Stored items
▬▬▬

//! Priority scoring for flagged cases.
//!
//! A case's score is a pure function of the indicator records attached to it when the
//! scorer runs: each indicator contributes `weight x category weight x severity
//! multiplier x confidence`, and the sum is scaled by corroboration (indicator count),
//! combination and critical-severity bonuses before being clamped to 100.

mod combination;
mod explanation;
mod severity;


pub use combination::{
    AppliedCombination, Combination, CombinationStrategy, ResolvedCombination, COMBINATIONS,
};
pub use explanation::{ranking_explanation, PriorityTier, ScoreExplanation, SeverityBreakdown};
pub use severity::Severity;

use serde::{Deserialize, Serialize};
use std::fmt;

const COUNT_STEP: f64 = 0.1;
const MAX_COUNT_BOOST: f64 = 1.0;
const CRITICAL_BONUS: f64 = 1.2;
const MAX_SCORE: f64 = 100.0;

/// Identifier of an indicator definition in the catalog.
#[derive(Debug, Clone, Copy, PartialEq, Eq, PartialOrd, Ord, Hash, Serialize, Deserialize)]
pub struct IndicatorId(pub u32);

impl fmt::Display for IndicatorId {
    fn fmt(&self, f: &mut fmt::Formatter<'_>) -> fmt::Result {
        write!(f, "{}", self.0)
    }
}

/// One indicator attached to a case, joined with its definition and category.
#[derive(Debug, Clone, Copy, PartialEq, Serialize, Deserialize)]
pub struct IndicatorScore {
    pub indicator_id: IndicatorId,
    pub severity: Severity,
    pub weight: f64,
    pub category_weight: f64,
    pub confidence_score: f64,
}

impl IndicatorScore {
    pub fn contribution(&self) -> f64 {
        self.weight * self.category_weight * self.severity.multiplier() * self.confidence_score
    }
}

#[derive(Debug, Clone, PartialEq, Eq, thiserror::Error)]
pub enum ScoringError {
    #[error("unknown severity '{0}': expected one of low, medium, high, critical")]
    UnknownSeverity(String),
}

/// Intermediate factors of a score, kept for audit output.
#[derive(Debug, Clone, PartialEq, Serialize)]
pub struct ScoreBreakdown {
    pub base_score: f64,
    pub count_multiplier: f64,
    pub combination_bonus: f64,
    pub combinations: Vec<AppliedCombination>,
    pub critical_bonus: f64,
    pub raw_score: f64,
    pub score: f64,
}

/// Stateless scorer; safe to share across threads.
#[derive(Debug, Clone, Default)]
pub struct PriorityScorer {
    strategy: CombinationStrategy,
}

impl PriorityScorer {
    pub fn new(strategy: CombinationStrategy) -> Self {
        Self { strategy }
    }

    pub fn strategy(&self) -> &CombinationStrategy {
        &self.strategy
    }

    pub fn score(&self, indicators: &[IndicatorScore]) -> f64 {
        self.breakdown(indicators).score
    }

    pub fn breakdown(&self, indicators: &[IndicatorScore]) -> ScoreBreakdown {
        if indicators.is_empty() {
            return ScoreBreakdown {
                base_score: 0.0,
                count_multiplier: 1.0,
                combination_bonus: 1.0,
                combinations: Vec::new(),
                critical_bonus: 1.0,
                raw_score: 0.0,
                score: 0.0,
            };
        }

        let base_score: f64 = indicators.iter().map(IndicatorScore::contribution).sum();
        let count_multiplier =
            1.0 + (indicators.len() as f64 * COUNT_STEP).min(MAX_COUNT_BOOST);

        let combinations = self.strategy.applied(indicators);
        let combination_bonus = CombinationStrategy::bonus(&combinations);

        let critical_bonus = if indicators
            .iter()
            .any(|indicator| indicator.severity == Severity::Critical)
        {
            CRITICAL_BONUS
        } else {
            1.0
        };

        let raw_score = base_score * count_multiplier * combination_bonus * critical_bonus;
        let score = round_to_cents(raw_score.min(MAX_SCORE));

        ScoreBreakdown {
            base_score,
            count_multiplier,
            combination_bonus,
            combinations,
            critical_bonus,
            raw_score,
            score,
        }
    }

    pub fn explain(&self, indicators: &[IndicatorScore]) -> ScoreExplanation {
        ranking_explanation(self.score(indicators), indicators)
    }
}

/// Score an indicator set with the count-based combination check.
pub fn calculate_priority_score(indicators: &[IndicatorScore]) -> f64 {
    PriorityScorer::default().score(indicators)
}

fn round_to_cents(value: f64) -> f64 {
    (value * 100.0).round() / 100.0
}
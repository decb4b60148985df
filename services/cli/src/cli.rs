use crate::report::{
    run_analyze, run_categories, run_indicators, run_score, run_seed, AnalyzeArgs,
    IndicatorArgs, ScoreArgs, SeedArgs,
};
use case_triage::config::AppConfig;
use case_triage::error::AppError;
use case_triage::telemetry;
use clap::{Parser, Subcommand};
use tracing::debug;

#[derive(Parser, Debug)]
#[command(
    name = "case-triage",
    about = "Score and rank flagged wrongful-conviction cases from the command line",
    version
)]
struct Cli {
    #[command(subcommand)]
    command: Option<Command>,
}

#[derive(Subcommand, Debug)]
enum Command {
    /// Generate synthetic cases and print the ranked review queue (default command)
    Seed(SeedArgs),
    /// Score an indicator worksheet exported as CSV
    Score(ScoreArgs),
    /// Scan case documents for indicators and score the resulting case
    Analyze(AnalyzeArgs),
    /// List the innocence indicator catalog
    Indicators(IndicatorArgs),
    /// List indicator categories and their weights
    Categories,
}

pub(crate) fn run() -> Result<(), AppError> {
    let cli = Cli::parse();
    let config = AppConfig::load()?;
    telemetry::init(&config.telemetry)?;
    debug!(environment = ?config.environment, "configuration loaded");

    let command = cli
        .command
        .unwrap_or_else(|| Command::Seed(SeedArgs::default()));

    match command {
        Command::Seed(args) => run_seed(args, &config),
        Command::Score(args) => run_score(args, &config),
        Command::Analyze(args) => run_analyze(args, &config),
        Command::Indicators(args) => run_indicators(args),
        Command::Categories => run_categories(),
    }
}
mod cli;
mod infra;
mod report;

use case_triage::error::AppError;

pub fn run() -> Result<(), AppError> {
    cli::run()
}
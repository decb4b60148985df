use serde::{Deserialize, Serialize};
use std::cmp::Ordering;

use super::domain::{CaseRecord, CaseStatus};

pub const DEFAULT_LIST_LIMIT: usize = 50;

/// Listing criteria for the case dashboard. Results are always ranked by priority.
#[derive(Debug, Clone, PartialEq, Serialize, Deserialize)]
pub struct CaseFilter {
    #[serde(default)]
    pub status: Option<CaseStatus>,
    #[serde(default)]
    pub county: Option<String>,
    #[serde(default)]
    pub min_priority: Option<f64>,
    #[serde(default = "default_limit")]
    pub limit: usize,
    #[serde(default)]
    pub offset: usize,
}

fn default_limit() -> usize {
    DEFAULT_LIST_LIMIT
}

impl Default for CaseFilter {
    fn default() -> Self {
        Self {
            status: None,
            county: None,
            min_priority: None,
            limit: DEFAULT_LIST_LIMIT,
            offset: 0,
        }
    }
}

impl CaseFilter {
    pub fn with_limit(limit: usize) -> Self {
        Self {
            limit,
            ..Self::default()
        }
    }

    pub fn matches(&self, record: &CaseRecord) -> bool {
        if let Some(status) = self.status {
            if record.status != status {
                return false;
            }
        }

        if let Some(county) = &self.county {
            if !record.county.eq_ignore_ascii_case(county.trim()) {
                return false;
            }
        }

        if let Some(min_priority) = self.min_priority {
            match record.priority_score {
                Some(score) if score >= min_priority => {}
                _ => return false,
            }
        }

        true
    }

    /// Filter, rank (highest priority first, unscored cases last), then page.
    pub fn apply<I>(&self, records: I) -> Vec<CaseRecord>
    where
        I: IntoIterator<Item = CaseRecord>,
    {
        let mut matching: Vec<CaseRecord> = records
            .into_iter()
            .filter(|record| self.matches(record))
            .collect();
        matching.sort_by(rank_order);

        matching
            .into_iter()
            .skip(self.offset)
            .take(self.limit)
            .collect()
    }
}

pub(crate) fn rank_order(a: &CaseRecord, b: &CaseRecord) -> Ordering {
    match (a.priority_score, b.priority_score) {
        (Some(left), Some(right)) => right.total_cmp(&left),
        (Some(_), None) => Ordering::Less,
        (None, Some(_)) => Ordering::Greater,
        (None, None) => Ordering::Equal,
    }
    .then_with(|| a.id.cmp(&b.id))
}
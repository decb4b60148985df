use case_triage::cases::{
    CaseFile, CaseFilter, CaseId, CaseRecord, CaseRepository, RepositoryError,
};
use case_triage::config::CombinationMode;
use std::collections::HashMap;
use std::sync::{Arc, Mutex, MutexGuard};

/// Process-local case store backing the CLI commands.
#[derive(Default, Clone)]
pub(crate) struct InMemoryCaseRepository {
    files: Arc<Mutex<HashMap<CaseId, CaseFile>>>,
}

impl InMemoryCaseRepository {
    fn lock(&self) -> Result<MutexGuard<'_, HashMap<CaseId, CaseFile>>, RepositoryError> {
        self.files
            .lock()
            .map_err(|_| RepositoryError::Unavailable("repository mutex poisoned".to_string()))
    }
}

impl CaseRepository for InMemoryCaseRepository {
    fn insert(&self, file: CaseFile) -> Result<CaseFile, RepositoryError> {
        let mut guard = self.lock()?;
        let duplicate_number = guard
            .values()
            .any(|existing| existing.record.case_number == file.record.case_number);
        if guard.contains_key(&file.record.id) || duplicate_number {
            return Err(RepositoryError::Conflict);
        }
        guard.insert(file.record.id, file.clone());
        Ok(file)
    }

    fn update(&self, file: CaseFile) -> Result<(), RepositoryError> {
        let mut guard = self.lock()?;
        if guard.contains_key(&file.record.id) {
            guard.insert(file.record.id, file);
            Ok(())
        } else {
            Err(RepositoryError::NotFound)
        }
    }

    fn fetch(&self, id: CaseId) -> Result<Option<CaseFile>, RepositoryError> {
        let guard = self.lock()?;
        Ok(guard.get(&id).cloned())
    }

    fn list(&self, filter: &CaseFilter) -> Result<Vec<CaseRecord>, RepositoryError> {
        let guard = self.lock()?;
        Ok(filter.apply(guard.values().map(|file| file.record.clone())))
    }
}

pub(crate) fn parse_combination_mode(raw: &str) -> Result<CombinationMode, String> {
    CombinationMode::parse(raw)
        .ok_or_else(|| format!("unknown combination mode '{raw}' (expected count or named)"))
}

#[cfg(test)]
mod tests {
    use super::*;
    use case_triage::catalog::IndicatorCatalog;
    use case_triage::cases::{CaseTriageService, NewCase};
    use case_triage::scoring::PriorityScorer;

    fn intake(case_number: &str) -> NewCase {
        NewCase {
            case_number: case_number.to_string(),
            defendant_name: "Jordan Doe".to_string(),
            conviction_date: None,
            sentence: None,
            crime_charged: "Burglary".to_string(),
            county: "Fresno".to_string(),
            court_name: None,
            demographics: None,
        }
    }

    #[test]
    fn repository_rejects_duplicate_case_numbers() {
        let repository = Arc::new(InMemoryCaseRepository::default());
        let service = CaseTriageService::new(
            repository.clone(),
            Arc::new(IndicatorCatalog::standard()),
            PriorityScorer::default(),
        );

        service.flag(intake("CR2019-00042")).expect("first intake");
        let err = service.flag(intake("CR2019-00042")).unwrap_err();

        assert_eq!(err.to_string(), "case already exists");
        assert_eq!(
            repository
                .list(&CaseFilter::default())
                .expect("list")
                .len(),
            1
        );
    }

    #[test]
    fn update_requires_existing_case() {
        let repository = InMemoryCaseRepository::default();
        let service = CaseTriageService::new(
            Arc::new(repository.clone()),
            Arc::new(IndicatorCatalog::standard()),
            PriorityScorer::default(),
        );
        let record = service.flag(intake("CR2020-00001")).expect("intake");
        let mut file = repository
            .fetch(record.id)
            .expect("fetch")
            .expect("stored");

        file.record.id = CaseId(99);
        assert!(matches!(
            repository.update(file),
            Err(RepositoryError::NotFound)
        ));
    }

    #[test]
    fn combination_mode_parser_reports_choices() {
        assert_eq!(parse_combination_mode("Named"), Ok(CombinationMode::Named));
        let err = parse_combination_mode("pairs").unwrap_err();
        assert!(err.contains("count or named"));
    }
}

▬▬▬

=== ACTIVITY ===
The answer must consist solely of the number of lines in the entries that contain the word "return".

=== TASK RESPONSE ===
5